Sementara itu, Camat Wewiku, Yohanes Klau Seran, menegaskan bahwa pihak kecamatan tidak pernah mengeluarkan rekomendasi pemberhentian perangkat Desa Lorotolus.
“Sampai saat ini belum ada surat rekomendasi dari kami terkait pemberhentian perangkat Desa Lorotolus,” tegas Yohanes saat dikonfirmasi Reformanews.com melalui sambungan WhatsApp, Jumat (30/1/2026).

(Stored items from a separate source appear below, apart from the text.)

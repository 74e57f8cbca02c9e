//! HTTP endpoints of a node.
//!
//! | Method | Path                | Purpose                              |
//! |--------|---------------------|--------------------------------------|
//! | POST   | `/transactions/new` | queue a transaction                  |
//! | GET    | `/mine`             | forge the next block                 |
//! | GET    | `/chain`            | full chain (also the peer wire call) |
//! | POST   | `/nodes/register`   | add peers                            |
//! | GET    | `/nodes/resolve`    | adopt the longest valid peer chain   |

use axum::extract::rejection::JsonRejection;
use axum::extract::State;
use axum::http::StatusCode;
use axum::response::{IntoResponse, Response};
use axum::routing::{get, post};
use axum::{Json, Router};
use parking_lot::RwLock;
use powchain_chain::{LedgerError, SharedLedger};
use powchain_core::{Block, Hash, Transaction};
use powchain_network::{normalize_address, ChainResponse, ConsensusResolver, PeerError, PeerRegistry};
use serde::{Deserialize, Serialize};
use serde_json::{json, Number};
use std::sync::Arc;
use thiserror::Error;
use tower_http::cors::CorsLayer;
use tower_http::trace::TraceLayer;
use tracing::info;

/// Errors returned to HTTP clients.
#[derive(Debug, Error)]
pub enum ApiError {
    #[error("{0}")]
    Validation(String),

    #[error("internal error: {0}")]
    Internal(String),
}

pub type Result<T> = std::result::Result<T, ApiError>;

impl IntoResponse for ApiError {
    fn into_response(self) -> Response {
        let status = match self {
            ApiError::Validation(_) => StatusCode::BAD_REQUEST,
            ApiError::Internal(_) => StatusCode::INTERNAL_SERVER_ERROR,
        };
        (status, Json(json!({ "error": self.to_string() }))).into_response()
    }
}

impl From<JsonRejection> for ApiError {
    fn from(rejection: JsonRejection) -> Self {
        ApiError::Validation(rejection.body_text())
    }
}

impl From<PeerError> for ApiError {
    fn from(err: PeerError) -> Self {
        ApiError::Validation(err.to_string())
    }
}

impl From<LedgerError> for ApiError {
    fn from(err: LedgerError) -> Self {
        ApiError::Internal(err.to_string())
    }
}

/// State shared by all handlers.
#[derive(Clone)]
pub struct AppState {
    pub ledger: SharedLedger,
    pub peers: Arc<RwLock<PeerRegistry>>,
    pub resolver: Arc<ConsensusResolver>,
}

impl AppState {
    pub fn new(ledger: SharedLedger, peers: PeerRegistry, resolver: ConsensusResolver) -> Self {
        Self {
            ledger,
            peers: Arc::new(RwLock::new(peers)),
            resolver: Arc::new(resolver),
        }
    }
}

/// Build the node's router.
pub fn router(state: AppState) -> Router {
    Router::new()
        .route("/transactions/new", post(new_transaction))
        .route("/mine", get(mine))
        .route("/chain", get(full_chain))
        .route("/nodes/register", post(register_nodes))
        .route("/nodes/resolve", get(resolve))
        .layer(TraceLayer::new_for_http())
        .layer(CorsLayer::permissive())
        .with_state(state)
}

#[derive(Debug, Deserialize)]
pub struct TransactionRequest {
    pub sender: Option<String>,
    pub recipient: Option<String>,
    pub amount: Option<Number>,
}

impl TransactionRequest {
    /// Turn the request into a transaction, rejecting missing fields.
    pub fn into_transaction(self) -> Result<Transaction> {
        let mut missing = Vec::new();
        if self.sender.is_none() {
            missing.push("sender");
        }
        if self.recipient.is_none() {
            missing.push("recipient");
        }
        if self.amount.is_none() {
            missing.push("amount");
        }

        match (self.sender, self.recipient, self.amount) {
            (Some(sender), Some(recipient), Some(amount)) => {
                Ok(Transaction::new(sender, recipient, amount))
            }
            _ => Err(ApiError::Validation(format!(
                "missing values: {}",
                missing.join(", ")
            ))),
        }
    }
}

#[derive(Debug, Serialize, Deserialize)]
pub struct TransactionResponse {
    pub message: String,
    pub index: u64,
}

async fn new_transaction(
    State(state): State<AppState>,
    payload: std::result::Result<Json<TransactionRequest>, JsonRejection>,
) -> Result<(StatusCode, Json<TransactionResponse>)> {
    let Json(request) = payload?;
    let tx = request.into_transaction()?;
    let index = state.ledger.add_transaction(tx)?;

    Ok((
        StatusCode::CREATED,
        Json(TransactionResponse {
            message: format!("Transaction will be added to Block {index}"),
            index,
        }),
    ))
}

#[derive(Debug, Serialize, Deserialize)]
pub struct MineResponse {
    pub message: String,
    pub index: u64,
    pub transactions: Vec<Transaction>,
    pub proof: u64,
    pub previous_hash: Hash,
}

impl From<Block> for MineResponse {
    fn from(block: Block) -> Self {
        Self {
            message: "New Block Forged".to_string(),
            index: block.index,
            transactions: block.transactions,
            proof: block.proof,
            previous_hash: block.previous_hash,
        }
    }
}

async fn mine(State(state): State<AppState>) -> Result<Json<MineResponse>> {
    let ledger = state.ledger.clone();
    let block = tokio::task::spawn_blocking(move || ledger.mine())
        .await
        .map_err(|err| ApiError::Internal(err.to_string()))??;

    Ok(Json(block.into()))
}

async fn full_chain(State(state): State<AppState>) -> Json<ChainResponse> {
    Json(ChainResponse::new(state.ledger.chain_snapshot()))
}

#[derive(Debug, Deserialize)]
pub struct RegisterRequest {
    pub nodes: Option<Vec<String>>,
}

#[derive(Debug, Serialize, Deserialize)]
pub struct RegisterResponse {
    pub message: String,
    pub total_nodes: Vec<String>,
}

async fn register_nodes(
    State(state): State<AppState>,
    payload: std::result::Result<Json<RegisterRequest>, JsonRejection>,
) -> Result<(StatusCode, Json<RegisterResponse>)> {
    let Json(request) = payload?;
    let nodes = request
        .nodes
        .filter(|nodes| !nodes.is_empty())
        .ok_or_else(|| ApiError::Validation("please supply a valid list of nodes".into()))?;

    // Reject the whole request before touching the registry.
    for node in &nodes {
        normalize_address(node)?;
    }

    let total_nodes = {
        let mut peers = state.peers.write();
        for node in &nodes {
            if peers.register(node)? {
                info!(peer = %node, "registered peer");
            }
        }
        peers.peers().into_iter().collect()
    };

    Ok((
        StatusCode::CREATED,
        Json(RegisterResponse {
            message: "New nodes have been added".to_string(),
            total_nodes,
        }),
    ))
}

#[derive(Debug, Serialize, Deserialize)]
pub struct ResolveResponse {
    pub message: String,
    pub replaced: bool,
    pub chain: Vec<Block>,
}

async fn resolve(State(state): State<AppState>) -> Json<ResolveResponse> {
    let peers = state.peers.read().clone();
    let resolution = state.resolver.resolve(&state.ledger, &peers).await;

    let message = if resolution.replaced {
        "Our chain was replaced"
    } else {
        "Our chain is authoritative"
    };

    Json(ResolveResponse {
        message: message.to_string(),
        replaced: resolution.replaced,
        chain: resolution.chain,
    })
}
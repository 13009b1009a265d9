use std::collections::VecDeque;

use crate::document::{Document, Layer, SelectedEntity};

// ============================================================================
// COMMAND TRAIT
// ============================================================================

pub trait Command: Send + Sync {
    fn undo(&self, doc: &mut Document);
    fn redo(&self, doc: &mut Document);
    fn description(&self) -> String;
    fn memory_size(&self) -> usize;
}

// ============================================================================
// SNAPSHOT COMMAND: restores layers + selection around one applied intent
// ============================================================================

/// Layers and selection at one point in time. The composite cache is not
/// captured; restoring a snapshot always invalidates it.
#[derive(Clone, Debug, PartialEq)]
pub struct DocumentSnapshot {
    layers: Vec<Layer>,
    selected_entity: Option<SelectedEntity>,
}

impl DocumentSnapshot {
    pub fn capture(doc: &Document) -> Self {
        Self {
            layers: doc.layers.clone(),
            selected_entity: doc.selected_entity.clone(),
        }
    }

    pub fn restore_into(&self, doc: &mut Document) {
        doc.layers = self.layers.clone();
        doc.selected_entity = self.selected_entity.clone();
        doc.invalidate_cache();
    }

    fn memory_bytes(&self) -> usize {
        bincode::serialized_size(&self.layers)
            .map(|n| n as usize)
            .unwrap_or_else(|_| self.layers.len() * std::mem::size_of::<Layer>())
    }
}

pub struct SnapshotCommand {
    description: String,
    before: DocumentSnapshot,
    after: DocumentSnapshot,
}

impl SnapshotCommand {
    pub fn new(description: String, before: DocumentSnapshot, after: &Document) -> Self {
        Self {
            description,
            before,
            after: DocumentSnapshot::capture(after),
        }
    }
}

impl Command for SnapshotCommand {
    fn undo(&self, doc: &mut Document) {
        self.before.restore_into(doc);
    }

    fn redo(&self, doc: &mut Document) {
        self.after.restore_into(doc);
    }

    fn description(&self) -> String {
        self.description.clone()
    }

    fn memory_size(&self) -> usize {
        self.before.memory_bytes() + self.after.memory_bytes() + self.description.len()
    }
}

// ============================================================================
// HISTORY MANAGER - Manages undo/redo stacks with memory limits
// ============================================================================

/// Undo/redo history with a step cap and an optional memory cap.
pub struct HistoryManager {
    undo_stack: VecDeque<Box<dyn Command>>,
    redo_stack: VecDeque<Box<dyn Command>>,
    max_history_size: usize,
    max_memory_bytes: Option<usize>,
    /// Running memory total across both stacks.
    total_memory: usize,
}

impl Default for HistoryManager {
    fn default() -> Self {
        Self::new(50)
    }
}

impl HistoryManager {
    pub fn new(max_history_size: usize) -> Self {
        Self {
            undo_stack: VecDeque::new(),
            redo_stack: VecDeque::new(),
            max_history_size,
            max_memory_bytes: Some(64 * 1024 * 1024),
            total_memory: 0,
        }
    }

    /// `None` removes the memory cap.
    pub fn with_memory_limit(mut self, max_bytes: Option<usize>) -> Self {
        self.max_memory_bytes = max_bytes;
        self
    }

    pub fn push(&mut self, command: Box<dyn Command>) {
        // A new action invalidates everything that was undone
        for cmd in self.redo_stack.drain(..) {
            self.total_memory = self.total_memory.saturating_sub(cmd.memory_size());
        }

        self.total_memory += command.memory_size();
        self.undo_stack.push_back(command);
        self.prune();
    }

    pub fn undo(&mut self, doc: &mut Document) -> Option<String> {
        let command = self.undo_stack.pop_back()?;
        let description = command.description();
        command.undo(doc);
        self.redo_stack.push_back(command);
        Some(description)
    }

    pub fn redo(&mut self, doc: &mut Document) -> Option<String> {
        let command = self.redo_stack.pop_back()?;
        let description = command.description();
        command.redo(doc);
        self.undo_stack.push_back(command);
        Some(description)
    }

    pub fn can_undo(&self) -> bool {
        !self.undo_stack.is_empty()
    }

    pub fn can_redo(&self) -> bool {
        !self.redo_stack.is_empty()
    }

    /// All undo descriptions, most recent first.
    pub fn undo_history(&self) -> Vec<String> {
        self.undo_stack.iter().rev().map(|c| c.description()).collect()
    }

    pub fn memory_usage(&self) -> usize {
        self.total_memory
    }

    fn prune(&mut self) {
        while self.undo_stack.len() > self.max_history_size {
            if let Some(removed) = self.undo_stack.pop_front() {
                self.total_memory = self.total_memory.saturating_sub(removed.memory_size());
            }
        }

        // Always keep the newest step, even if it alone exceeds the cap
        if let Some(max_bytes) = self.max_memory_bytes {
            while self.total_memory > max_bytes && self.undo_stack.len() > 1 {
                if let Some(removed) = self.undo_stack.pop_front() {
                    self.total_memory = self.total_memory.saturating_sub(removed.memory_size());
                }
            }
        }
    }

    pub fn clear(&mut self) {
        self.undo_stack.clear();
        self.redo_stack.clear();
        self.total_memory = 0;
    }

    pub fn undo_count(&self) -> usize {
        self.undo_stack.len()
    }

    pub fn redo_count(&self) -> usize {
        self.redo_stack.len()
    }
}

#[cfg(test)]
mod tests {
    use super::*;
    use crate::document::EntityId;

    fn step(doc: &mut Document, history: &mut HistoryManager, name: &str) {
        let before = DocumentSnapshot::capture(doc);
        doc.layers.push(Layer::new(EntityId::from(name)));
        history.push(Box::new(SnapshotCommand::new(format!("Add {}", name), before, doc)));
    }

    #[test]
    fn undo_then_redo_round_trips() {
        let mut doc = Document::new();
        let mut history = HistoryManager::new(10);
        step(&mut doc, &mut history, "a");
        step(&mut doc, &mut history, "b");

        assert_eq!(history.undo(&mut doc).as_deref(), Some("Add b"));
        assert_eq!(doc.layers.len(), 1);
        assert_eq!(history.redo(&mut doc).as_deref(), Some("Add b"));
        assert_eq!(doc.layers.len(), 2);
        assert_eq!(history.undo_history(), vec!["Add b".to_string(), "Add a".to_string()]);
    }

    #[test]
    fn new_step_drops_redo_stack() {
        let mut doc = Document::new();
        let mut history = HistoryManager::new(10);
        step(&mut doc, &mut history, "a");
        let _ = history.undo(&mut doc);
        assert!(history.can_redo());
        assert!(!history.can_undo());
        assert_eq!(history.redo_count(), 1);
        step(&mut doc, &mut history, "c");
        assert!(!history.can_redo());
        assert!(history.can_undo());
        assert_eq!(history.redo_count(), 0);
    }

    #[test]
    fn count_cap_discards_oldest() {
        let mut doc = Document::new();
        let mut history = HistoryManager::new(2);
        for name in ["a", "b", "c"] {
            step(&mut doc, &mut history, name);
        }
        assert_eq!(history.undo_count(), 2);
        while history.undo(&mut doc).is_some() {}
        assert_eq!(doc.layers.len(), 1);
    }

    #[test]
    fn memory_cap_keeps_latest_step() {
        let mut doc = Document::new();
        let mut history = HistoryManager::new(100).with_memory_limit(Some(1));
        step(&mut doc, &mut history, "a");
        step(&mut doc, &mut history, "b");
        assert_eq!(history.undo_count(), 1);
        assert!(history.memory_usage() > 0);
    }

    #[test]
    fn empty_history_is_inert() {
        let mut doc = Document::new();
        let mut history = HistoryManager::default();
        assert_eq!(history.undo(&mut doc), None);
        assert_eq!(history.redo(&mut doc), None);
        history.clear();
        assert_eq!(history.memory_usage(), 0);
    }
}
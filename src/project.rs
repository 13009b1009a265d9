use std::path::PathBuf;
use uuid::Uuid;

use crate::document::{Document, EntityId};
use crate::history::{DocumentSnapshot, HistoryManager, SnapshotCommand};
use crate::ids::{IdGenerator, UuidIds};
use crate::intent::Intent;
use crate::io::{self, DocError};
use crate::settings::Settings;
use crate::store::{self, Outcome};

/// Single open document with its history and file binding.
pub struct Project {
    pub id: Uuid,
    pub document: Document,
    pub history: HistoryManager,
    ids: Box<dyn IdGenerator + Send + Sync>,
    /// `None` for unsaved/untitled documents.
    pub path: Option<PathBuf>,
    pub is_dirty: bool,

    /// Display name (derived from path or "Untitled-X")
    pub name: String,
}

impl Project {
    pub fn new_untitled(untitled_counter: usize, settings: &Settings) -> Self {
        Self {
            id: Uuid::new_v4(),
            document: Document::new(),
            history: history_for(settings),
            ids: Box::new(UuidIds),
            path: None,
            is_dirty: false,
            name: format!("Untitled-{}", untitled_counter),
        }
    }

    pub fn open(path: PathBuf, settings: &Settings) -> Result<Self, DocError> {
        let document = io::load_document(&path)?;
        let mut project = Self {
            id: Uuid::new_v4(),
            document,
            history: history_for(settings),
            ids: Box::new(UuidIds),
            path: Some(path),
            is_dirty: false,
            name: String::new(),
        };
        project.update_name_from_path();
        Ok(project)
    }

    /// Swap the id source, e.g. for reproducible fixtures.
    pub fn with_ids(mut self, ids: impl IdGenerator + Send + Sync + 'static) -> Self {
        self.ids = Box::new(ids);
        self
    }

    /// Apply an intent, recording an undo step when it changed the document.
    pub fn dispatch(&mut self, intent: Intent) -> Outcome {
        let undoable = intent.is_undoable();
        let description = intent.description();
        let before = undoable.then(|| DocumentSnapshot::capture(&self.document));

        let outcome = store::apply(&mut self.document, intent, self.ids.as_mut());

        if outcome.is_applied()
            && let Some(before) = before
        {
            self.history.push(Box::new(SnapshotCommand::new(description, before, &self.document)));
            self.mark_dirty();
        }
        outcome
    }

    pub fn undo(&mut self) -> Option<String> {
        let done = self.history.undo(&mut self.document);
        if done.is_some() {
            self.mark_dirty();
        }
        done
    }

    pub fn redo(&mut self) -> Option<String> {
        let done = self.history.redo(&mut self.document);
        if done.is_some() {
            self.mark_dirty();
        }
        done
    }

    pub fn next_id(&mut self) -> EntityId {
        self.ids.next_id()
    }

    /// Write to `path` and bind the project to it.
    pub fn save_as(&mut self, path: PathBuf) -> Result<(), DocError> {
        io::save_document(&self.document, &path)?;
        self.path = Some(path);
        self.update_name_from_path();
        self.mark_clean();
        Ok(())
    }

    pub fn mark_dirty(&mut self) {
        self.is_dirty = true;
    }

    pub fn mark_clean(&mut self) {
        self.is_dirty = false;
    }

    pub fn update_name_from_path(&mut self) {
        if let Some(ref path) = self.path {
            self.name = path
                .file_name()
                .map(|s| s.to_string_lossy().to_string())
                .unwrap_or_else(|| "Unknown".to_string());
        }
    }

    /// Get the display title (name with dirty indicator)
    pub fn display_title(&self) -> String {
        if self.is_dirty {
            format!("{}*", self.name)
        } else {
            self.name.clone()
        }
    }
}

fn history_for(settings: &Settings) -> HistoryManager {
    HistoryManager::new(settings.max_undo_steps).with_memory_limit(settings.history_memory_limit())
}

#[cfg(test)]
mod tests {
    use super::*;
    use crate::document::{Coordinate, ImageDescriptor};
    use crate::ids::SequentialIds;
    use tempfile::TempDir;

    fn project() -> Project {
        Project::new_untitled(1, &Settings::default()).with_ids(SequentialIds::new("p"))
    }

    #[test]
    fn dispatch_records_undo_steps_and_marks_dirty() {
        let mut p = project();
        assert_eq!(p.display_title(), "Untitled-1");
        let _ = p.dispatch(Intent::AddLayer);
        let _ = p.dispatch(Intent::Translate { id: EntityId::from("p-1"), position: Coordinate::new(3.0, 4.0) });
        assert!(p.is_dirty);
        assert_eq!(p.display_title(), "Untitled-1*");
        assert_eq!(p.history.undo_count(), 2);

        assert!(p.undo().is_some());
        assert_eq!(p.document.layers[0].position, Coordinate::ORIGIN);
        assert!(p.undo().is_some());
        assert!(p.document.layers.is_empty());
        assert_eq!(p.document.selected_entity, None);
        assert!(p.redo().is_some());
        assert_eq!(p.document.layers.len(), 1);
    }

    #[test]
    fn ignored_and_cache_intents_skip_history() {
        let mut p = project();
        let _ = p.dispatch(Intent::Delete { id: EntityId::from("missing") });
        let _ = p.dispatch(Intent::SetImageCache { image: Some(ImageDescriptor::new("c.png", 1, 1)) });
        assert_eq!(p.history.undo_count(), 0);
        assert!(!p.is_dirty);
        assert!(p.document.image_cache.is_some());
    }

    #[test]
    fn save_as_binds_path_and_reopens() {
        let dir = TempDir::new().unwrap();
        let path = dir.path().join("scene.ldoc");
        let mut p = project();
        let _ = p.dispatch(Intent::AddLayer);
        p.save_as(path.clone()).unwrap();
        assert_eq!(p.display_title(), "scene.ldoc");

        let reopened = Project::open(path, &Settings::default()).unwrap();
        assert_eq!(reopened.document, p.document);
        assert_eq!(reopened.name, "scene.ldoc");
    }

    #[test]
    fn oversized_document_is_not_saved() {
        let dir = TempDir::new().unwrap();
        let path = dir.path().join("crowded.ldoc");
        let mut p = project();
        for _ in 0..257 {
            let _ = p.dispatch(Intent::AddLayer);
        }
        assert!(matches!(p.save_as(path.clone()), Err(DocError::InvalidFormat(_))));
        assert!(!path.exists());
        assert_eq!(p.path, None);
        assert!(p.is_dirty);
    }
}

Hal senada disampaikan Plt Kepala Dinas PMD Kabupaten Malaka, Remigius Bria. Ia menegaskan bahwa PMD belum menerima surat usulan maupun rekomendasi pemberhentian perangkat desa dari Penjabat Kepala Desa Lorotolus.
“Sejauh ini kami belum menerima surat pemberhentian perangkat desa. Saya bahkan belum mengetahui adanya pemberhentian tersebut. Namun ini akan menjadi atensi khusus, dan saya akan perintahkan Kabid terkait untuk memanggil Penjabat Kepala Desa Lorotolus guna klarifikasi,” ujar Remigius Bria saat ditemui di Kantor PMD Malaka, Jumat (29/1/2026).
Ia menegaskan, mekanisme pemberhentian perangkat desa harus melalui prosedur hukum yang jelas, yakni usulan kepala desa, rekomendasi camat, persetujuan bupati, baru kemudian diproses secara administratif oleh PMD.